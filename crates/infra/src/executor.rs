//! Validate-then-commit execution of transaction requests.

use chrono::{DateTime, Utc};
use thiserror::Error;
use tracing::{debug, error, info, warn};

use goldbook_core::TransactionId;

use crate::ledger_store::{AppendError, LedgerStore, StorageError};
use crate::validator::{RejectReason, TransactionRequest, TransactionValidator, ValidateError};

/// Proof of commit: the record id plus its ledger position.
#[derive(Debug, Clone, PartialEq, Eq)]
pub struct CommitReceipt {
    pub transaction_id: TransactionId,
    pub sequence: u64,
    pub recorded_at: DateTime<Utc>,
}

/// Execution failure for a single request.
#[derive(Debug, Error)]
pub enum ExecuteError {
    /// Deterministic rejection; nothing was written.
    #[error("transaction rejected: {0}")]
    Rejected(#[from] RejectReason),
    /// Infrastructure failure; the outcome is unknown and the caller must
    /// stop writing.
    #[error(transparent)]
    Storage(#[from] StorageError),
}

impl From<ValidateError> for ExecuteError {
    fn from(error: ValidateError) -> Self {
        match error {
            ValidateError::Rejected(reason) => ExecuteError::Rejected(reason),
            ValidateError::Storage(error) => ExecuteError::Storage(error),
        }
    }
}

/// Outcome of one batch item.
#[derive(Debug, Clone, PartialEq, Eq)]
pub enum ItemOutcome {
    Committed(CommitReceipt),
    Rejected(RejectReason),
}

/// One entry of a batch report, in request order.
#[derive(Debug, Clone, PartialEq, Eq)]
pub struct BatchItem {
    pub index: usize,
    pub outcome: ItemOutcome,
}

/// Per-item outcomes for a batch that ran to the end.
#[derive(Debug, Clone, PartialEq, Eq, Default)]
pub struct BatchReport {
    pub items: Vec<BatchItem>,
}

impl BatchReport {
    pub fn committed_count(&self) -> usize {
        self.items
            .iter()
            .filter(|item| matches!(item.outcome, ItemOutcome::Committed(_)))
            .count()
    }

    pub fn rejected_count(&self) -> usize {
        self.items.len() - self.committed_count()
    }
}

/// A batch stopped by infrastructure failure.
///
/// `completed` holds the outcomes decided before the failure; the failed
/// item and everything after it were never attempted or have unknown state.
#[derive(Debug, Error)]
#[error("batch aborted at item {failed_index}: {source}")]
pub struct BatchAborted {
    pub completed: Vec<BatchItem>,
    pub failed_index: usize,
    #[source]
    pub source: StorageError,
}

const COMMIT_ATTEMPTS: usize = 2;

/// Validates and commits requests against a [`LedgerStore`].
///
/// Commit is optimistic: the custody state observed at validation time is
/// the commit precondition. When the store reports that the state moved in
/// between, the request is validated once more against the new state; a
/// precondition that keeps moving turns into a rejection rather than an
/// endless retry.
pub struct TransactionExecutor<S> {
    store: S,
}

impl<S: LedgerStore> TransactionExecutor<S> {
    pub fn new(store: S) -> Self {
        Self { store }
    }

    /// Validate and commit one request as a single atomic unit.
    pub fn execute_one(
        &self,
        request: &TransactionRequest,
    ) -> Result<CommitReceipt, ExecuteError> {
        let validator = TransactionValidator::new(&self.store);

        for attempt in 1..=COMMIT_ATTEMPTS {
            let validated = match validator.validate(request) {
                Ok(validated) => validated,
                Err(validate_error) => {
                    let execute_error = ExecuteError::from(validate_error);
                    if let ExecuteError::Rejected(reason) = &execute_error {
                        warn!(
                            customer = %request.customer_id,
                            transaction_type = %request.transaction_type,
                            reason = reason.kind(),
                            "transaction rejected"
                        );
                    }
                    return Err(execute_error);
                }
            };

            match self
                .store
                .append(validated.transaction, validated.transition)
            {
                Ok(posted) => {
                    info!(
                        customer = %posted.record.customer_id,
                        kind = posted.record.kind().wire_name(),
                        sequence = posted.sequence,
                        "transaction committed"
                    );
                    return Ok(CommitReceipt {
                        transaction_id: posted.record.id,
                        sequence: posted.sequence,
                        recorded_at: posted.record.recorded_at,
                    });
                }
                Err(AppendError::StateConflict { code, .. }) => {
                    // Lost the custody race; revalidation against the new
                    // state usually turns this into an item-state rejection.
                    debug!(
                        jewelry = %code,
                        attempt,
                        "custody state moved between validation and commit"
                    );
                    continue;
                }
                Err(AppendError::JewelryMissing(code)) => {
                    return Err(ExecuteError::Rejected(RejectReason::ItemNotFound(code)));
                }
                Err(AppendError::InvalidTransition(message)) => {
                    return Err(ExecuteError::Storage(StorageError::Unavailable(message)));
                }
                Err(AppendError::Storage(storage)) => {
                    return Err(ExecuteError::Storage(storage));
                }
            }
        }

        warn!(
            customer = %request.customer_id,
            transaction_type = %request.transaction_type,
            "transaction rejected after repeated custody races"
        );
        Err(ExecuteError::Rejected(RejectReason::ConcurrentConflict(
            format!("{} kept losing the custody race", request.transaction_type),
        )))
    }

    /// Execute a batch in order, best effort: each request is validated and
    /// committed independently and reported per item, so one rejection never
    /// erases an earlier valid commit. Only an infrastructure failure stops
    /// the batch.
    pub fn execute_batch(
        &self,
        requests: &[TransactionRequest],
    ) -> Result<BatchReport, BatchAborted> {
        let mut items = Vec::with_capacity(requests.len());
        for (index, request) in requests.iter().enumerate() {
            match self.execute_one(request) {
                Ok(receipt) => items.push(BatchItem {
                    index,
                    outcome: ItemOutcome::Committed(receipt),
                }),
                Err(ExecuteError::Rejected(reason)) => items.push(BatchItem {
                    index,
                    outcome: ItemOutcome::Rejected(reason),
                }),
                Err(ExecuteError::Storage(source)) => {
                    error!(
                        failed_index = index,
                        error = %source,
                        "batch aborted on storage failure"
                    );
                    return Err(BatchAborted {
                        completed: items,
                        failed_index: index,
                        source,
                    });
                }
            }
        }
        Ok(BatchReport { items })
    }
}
■ ■ ■ ■
◆ Aim of the exercise: Please write out the whole listing once more, exactly.

◆ Task answer:
filename crates/infra/src/executor.rs
//! Validate-then-commit execution of transaction requests.

use chrono::{DateTime, Utc};
use thiserror::Error;
use tracing::{debug, error, info, warn};

use goldbook_core::TransactionId;

use crate::ledger_store::{AppendError, LedgerStore, StorageError};
use crate::validator::{RejectReason, TransactionRequest, TransactionValidator, ValidateError};

/// Proof of commit: the record id plus its ledger position.
#[derive(Debug, Clone, PartialEq, Eq)]
pub struct CommitReceipt {
    pub transaction_id: TransactionId,
    pub sequence: u64,
    pub recorded_at: DateTime<Utc>,
}

/// Execution failure for a single request.
#[derive(Debug, Error)]
pub enum ExecuteError {
    /// Deterministic rejection; nothing was written.
    #[error("transaction rejected: {0}")]
    Rejected(#[from] RejectReason),
    /// Infrastructure failure; the outcome is unknown and the caller must
    /// stop writing.
    #[error(transparent)]
    Storage(#[from] StorageError),
}

impl From<ValidateError> for ExecuteError {
    fn from(error: ValidateError) -> Self {
        match error {
            ValidateError::Rejected(reason) => ExecuteError::Rejected(reason),
            ValidateError::Storage(error) => ExecuteError::Storage(error),
        }
    }
}

/// Outcome of one batch item.
#[derive(Debug, Clone, PartialEq, Eq)]
pub enum ItemOutcome {
    Committed(CommitReceipt),
    Rejected(RejectReason),
}

/// One entry of a batch report, in request order.
#[derive(Debug, Clone, PartialEq, Eq)]
pub struct BatchItem {
    pub index: usize,
    pub outcome: ItemOutcome,
}

/// Per-item outcomes for a batch that ran to the end.
#[derive(Debug, Clone, PartialEq, Eq, Default)]
pub struct BatchReport {
    pub items: Vec<BatchItem>,
}

impl BatchReport {
    pub fn committed_count(&self) -> usize {
        self.items
            .iter()
            .filter(|item| matches!(item.outcome, ItemOutcome::Committed(_)))
            .count()
    }

    pub fn rejected_count(&self) -> usize {
        self.items.len() - self.committed_count()
    }
}

/// A batch stopped by infrastructure failure.
///
/// `completed` holds the outcomes decided before the failure; the failed
/// item and everything after it were never attempted or have unknown state.
#[derive(Debug, Error)]
#[error("batch aborted at item {failed_index}: {source}")]
pub struct BatchAborted {
    pub completed: Vec<BatchItem>,
    pub failed_index: usize,
    #[source]
    pub source: StorageError,
}

const COMMIT_ATTEMPTS: usize = 2;

/// Validates and commits requests against a [`LedgerStore`].
///
/// Commit is optimistic: the custody state observed at validation time is
/// the commit precondition. When the store reports that the state moved in
/// between, the request is validated once more against the new state; a
/// precondition that keeps moving turns into a rejection rather than an
/// endless retry.
pub struct TransactionExecutor<S> {
    store: S,
}

impl<S: LedgerStore> TransactionExecutor<S> {
    pub fn new(store: S) -> Self {
        Self { store }
    }

    /// Validate and commit one request as a single atomic unit.
    pub fn execute_one(
        &self,
        request: &TransactionRequest,
    ) -> Result<CommitReceipt, ExecuteError> {
        let validator = TransactionValidator::new(&self.store);

        for attempt in 1..=COMMIT_ATTEMPTS {
            let validated = match validator.validate(request) {
                Ok(validated) => validated,
                Err(validate_error) => {
                    let execute_error = ExecuteError::from(validate_error);
                    if let ExecuteError::Rejected(reason) = &execute_error {
                        warn!(
                            customer = %request.customer_id,
                            transaction_type = %request.transaction_type,
                            reason = reason.kind(),
                            "transaction rejected"
                        );
                    }
                    return Err(execute_error);
                }
            };

            match self
                .store
                .append(validated.transaction, validated.transition)
            {
                Ok(posted) => {
                    info!(
                        customer = %posted.record.customer_id,
                        kind = posted.record.kind().wire_name(),
                        sequence = posted.sequence,
                        "transaction committed"
                    );
                    return Ok(CommitReceipt {
                        transaction_id: posted.record.id,
                        sequence: posted.sequence,
                        recorded_at: posted.record.recorded_at,
                    });
                }
                Err(AppendError::StateConflict { code, .. }) => {
                    // Lost the custody race; revalidation against the new
                    // state usually turns this into an item-state rejection.
                    debug!(
                        jewelry = %code,
                        attempt,
                        "custody state moved between validation and commit"
                    );
                    continue;
                }
                Err(AppendError::JewelryMissing(code)) => {
                    return Err(ExecuteError::Rejected(RejectReason::ItemNotFound(code)));
                }
                Err(AppendError::InvalidTransition(message)) => {
                    return Err(ExecuteError::Storage(StorageError::Unavailable(message)));
                }
                Err(AppendError::Storage(storage)) => {
                    return Err(ExecuteError::Storage(storage));
                }
            }
        }

        warn!(
            customer = %request.customer_id,
            transaction_type = %request.transaction_type,
            "transaction rejected after repeated custody races"
        );
        Err(ExecuteError::Rejected(RejectReason::ConcurrentConflict(
            format!("{} kept losing the custody race", request.transaction_type),
        )))
    }

    /// Execute a batch in order, best effort: each request is validated and
    /// committed independently and reported per item, so one rejection never
    /// erases an earlier valid commit. Only an infrastructure failure stops
    /// the batch.
    pub fn execute_batch(
        &self,
        requests: &[TransactionRequest],
    ) -> Result<BatchReport, BatchAborted> {
        let mut items = Vec::with_capacity(requests.len());
        for (index, request) in requests.iter().enumerate() {
            match self.execute_one(request) {
                Ok(receipt) => items.push(BatchItem {
                    index,
                    outcome: ItemOutcome::Committed(receipt),
                }),
                Err(ExecuteError::Rejected(reason)) => items.push(BatchItem {
                    index,
                    outcome: ItemOutcome::Rejected(reason),
                }),
                Err(ExecuteError::Storage(source)) => {
                    error!(
                        failed_index = index,
                        error = %source,
                        "batch aborted on storage failure"
                    );
                    return Err(BatchAborted {
                        completed: items,
                        failed_index: index,
                        source,
                    });
                }
            }
        }
        Ok(BatchReport { items })
    }
}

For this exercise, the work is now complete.